(Exercise prompt) Write out all of the entries, matching the original exactly.

Stored data entries:
- - - -

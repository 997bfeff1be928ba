//! Cross-sample cache of per-attribute results.
//!
//! Entries are keyed on the raw `(key, value)` text and hold what the
//! attribute-scope stages produced for that pair. A cache is stamped with
//! the fingerprint of the pipeline that filled it; handing it to a pipeline
//! with a different fingerprint clears it first.

use std::collections::HashMap;
use std::sync::Arc;

use super::state::{Attribute, MatchCandidate, RealValueCandidate};

/// Result of the attribute-scope stages for one key/value pair
#[derive(Debug, Clone, PartialEq)]
pub struct AttributeFragment {
    /// `None` when the pair was filtered out
    pub attribute: Option<Attribute>,
    pub matches: Vec<MatchCandidate>,
    pub real_values: Vec<RealValueCandidate>,
}

/// Hit/miss counters for reporting
#[derive(Debug, Clone, Copy, Default, PartialEq, Eq)]
pub struct CacheStats {
    pub hits: u64,
    pub misses: u64,
    pub entries: usize,
}

impl CacheStats {
    pub fn merge(self, other: CacheStats) -> CacheStats {
        CacheStats {
            hits: self.hits + other.hits,
            misses: self.misses + other.misses,
            entries: self.entries + other.entries,
        }
    }
}

/// Per-worker cache; not shared between threads
#[derive(Debug, Default)]
pub struct QueryCache {
    fingerprint: Option<String>,
    entries: HashMap<(String, String), Arc<AttributeFragment>>,
    hits: u64,
    misses: u64,
}

impl QueryCache {
    pub fn new() -> Self {
        Self::default()
    }

    /// Fingerprint of the pipeline whose results are stored
    pub fn fingerprint(&self) -> Option<&str> {
        self.fingerprint.as_deref()
    }

    /// Tie the cache to a pipeline, clearing entries made by another one
    pub(crate) fn bind(&mut self, fingerprint: &str) {
        match &self.fingerprint {
            Some(current) if current == fingerprint => {}
            Some(current) => {
                tracing::warn!(
                    previous = %current,
                    current = %fingerprint,
                    entries = self.entries.len(),
                    "query cache built by a different pipeline configuration, clearing"
                );
                self.entries.clear();
                self.fingerprint = Some(fingerprint.to_string());
            }
            None => {
                self.entries.clear();
                self.fingerprint = Some(fingerprint.to_string());
            }
        }
    }

    pub fn get(&mut self, key: &str, value: &str) -> Option<Arc<AttributeFragment>> {
        let hit = self
            .entries
            .get(&(key.to_string(), value.to_string()))
            .cloned();
        match hit {
            Some(_) => self.hits += 1,
            None => self.misses += 1,
        }
        hit
    }

    pub fn insert(&mut self, key: &str, value: &str, fragment: Arc<AttributeFragment>) {
        self.entries
            .insert((key.to_string(), value.to_string()), fragment);
    }

    pub fn len(&self) -> usize {
        self.entries.len()
    }

    pub fn is_empty(&self) -> bool {
        self.entries.is_empty()
    }

    pub fn clear(&mut self) {
        self.entries.clear();
        self.fingerprint = None;
    }

    pub fn stats(&self) -> CacheStats {
        CacheStats {
            hits: self.hits,
            misses: self.misses,
            entries: self.entries.len(),
        }
    }
}

#[cfg(test)]
mod tests {
    use super::*;

    fn fragment() -> Arc<AttributeFragment> {
        Arc::new(AttributeFragment {
            attribute: Some(Attribute::new("tissue", "liver")),
            matches: vec![],
            real_values: vec![],
        })
    }

    #[test]
    fn test_hits_and_misses_counted() {
        let mut cache = QueryCache::new();
        cache.bind("abc");
        assert!(cache.get("tissue", "liver").is_none());
        cache.insert("tissue", "liver", fragment());
        assert!(cache.get("tissue", "liver").is_some());
        assert!(cache.get("Tissue", "liver").is_none());
        let stats = cache.stats();
        assert_eq!((stats.hits, stats.misses, stats.entries), (1, 2, 1));
    }

    #[test]
    fn test_rebinding_to_other_fingerprint_clears() {
        let mut cache = QueryCache::new();
        cache.bind("abc");
        cache.insert("tissue", "liver", fragment());

        cache.bind("abc");
        assert_eq!(cache.len(), 1);

        cache.bind("def");
        assert!(cache.is_empty());
        assert_eq!(cache.fingerprint(), Some("def"));
    }
}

- - - -

(Answer to this problem)
repository 997bfeff1be928ba
//! Cross-sample cache of per-attribute results.
//!
//! Entries are keyed on the raw `(key, value)` text and hold what the
//! attribute-scope stages produced for that pair. A cache is stamped with
//! the fingerprint of the pipeline that filled it; handing it to a pipeline
//! with a different fingerprint clears it first.

use std::collections::HashMap;
use std::sync::Arc;

use super::state::{Attribute, MatchCandidate, RealValueCandidate};

/// Result of the attribute-scope stages for one key/value pair
#[derive(Debug, Clone, PartialEq)]
pub struct AttributeFragment {
    /// `None` when the pair was filtered out
    pub attribute: Option<Attribute>,
    pub matches: Vec<MatchCandidate>,
    pub real_values: Vec<RealValueCandidate>,
}

/// Hit/miss counters for reporting
#[derive(Debug, Clone, Copy, Default, PartialEq, Eq)]
pub struct CacheStats {
    pub hits: u64,
    pub misses: u64,
    pub entries: usize,
}

impl CacheStats {
    pub fn merge(self, other: CacheStats) -> CacheStats {
        CacheStats {
            hits: self.hits + other.hits,
            misses: self.misses + other.misses,
            entries: self.entries + other.entries,
        }
    }
}

/// Per-worker cache; not shared between threads
#[derive(Debug, Default)]
pub struct QueryCache {
    fingerprint: Option<String>,
    entries: HashMap<(String, String), Arc<AttributeFragment>>,
    hits: u64,
    misses: u64,
}

impl QueryCache {
    pub fn new() -> Self {
        Self::default()
    }

    /// Fingerprint of the pipeline whose results are stored
    pub fn fingerprint(&self) -> Option<&str> {
        self.fingerprint.as_deref()
    }

    /// Tie the cache to a pipeline, clearing entries made by another one
    pub(crate) fn bind(&mut self, fingerprint: &str) {
        match &self.fingerprint {
            Some(current) if current == fingerprint => {}
            Some(current) => {
                tracing::warn!(
                    previous = %current,
                    current = %fingerprint,
                    entries = self.entries.len(),
                    "query cache built by a different pipeline configuration, clearing"
                );
                self.entries.clear();
                self.fingerprint = Some(fingerprint.to_string());
            }
            None => {
                self.entries.clear();
                self.fingerprint = Some(fingerprint.to_string());
            }
        }
    }

    pub fn get(&mut self, key: &str, value: &str) -> Option<Arc<AttributeFragment>> {
        let hit = self
            .entries
            .get(&(key.to_string(), value.to_string()))
            .cloned();
        match hit {
            Some(_) => self.hits += 1,
            None => self.misses += 1,
        }
        hit
    }

    pub fn insert(&mut self, key: &str, value: &str, fragment: Arc<AttributeFragment>) {
        self.entries
            .insert((key.to_string(), value.to_string()), fragment);
    }

    pub fn len(&self) -> usize {
        self.entries.len()
    }

    pub fn is_empty(&self) -> bool {
        self.entries.is_empty()
    }

    pub fn clear(&mut self) {
        self.entries.clear();
        self.fingerprint = None;
    }

    pub fn stats(&self) -> CacheStats {
        CacheStats {
            hits: self.hits,
            misses: self.misses,
            entries: self.entries.len(),
        }
    }
}

#[cfg(test)]
mod tests {
    use super::*;

    fn fragment() -> Arc<AttributeFragment> {
        Arc::new(AttributeFragment {
            attribute: Some(Attribute::new("tissue", "liver")),
            matches: vec![],
            real_values: vec![],
        })
    }

    #[test]
    fn test_hits_and_misses_counted() {
        let mut cache = QueryCache::new();
        cache.bind("abc");
        assert!(cache.get("tissue", "liver").is_none());
        cache.insert("tissue", "liver", fragment());
        assert!(cache.get("tissue", "liver").is_some());
        assert!(cache.get("Tissue", "liver").is_none());
        let stats = cache.stats();
        assert_eq!((stats.hits, stats.misses, stats.entries), (1, 2, 1));
    }

    #[test]
    fn test_rebinding_to_other_fingerprint_clears() {
        let mut cache = QueryCache::new();
        cache.bind("abc");
        cache.insert("tissue", "liver", fragment());

        cache.bind("abc");
        assert_eq!(cache.len(), 1);

        cache.bind("def");
        assert!(cache.is_empty());
        assert_eq!(cache.fingerprint(), Some("def"));
    }
}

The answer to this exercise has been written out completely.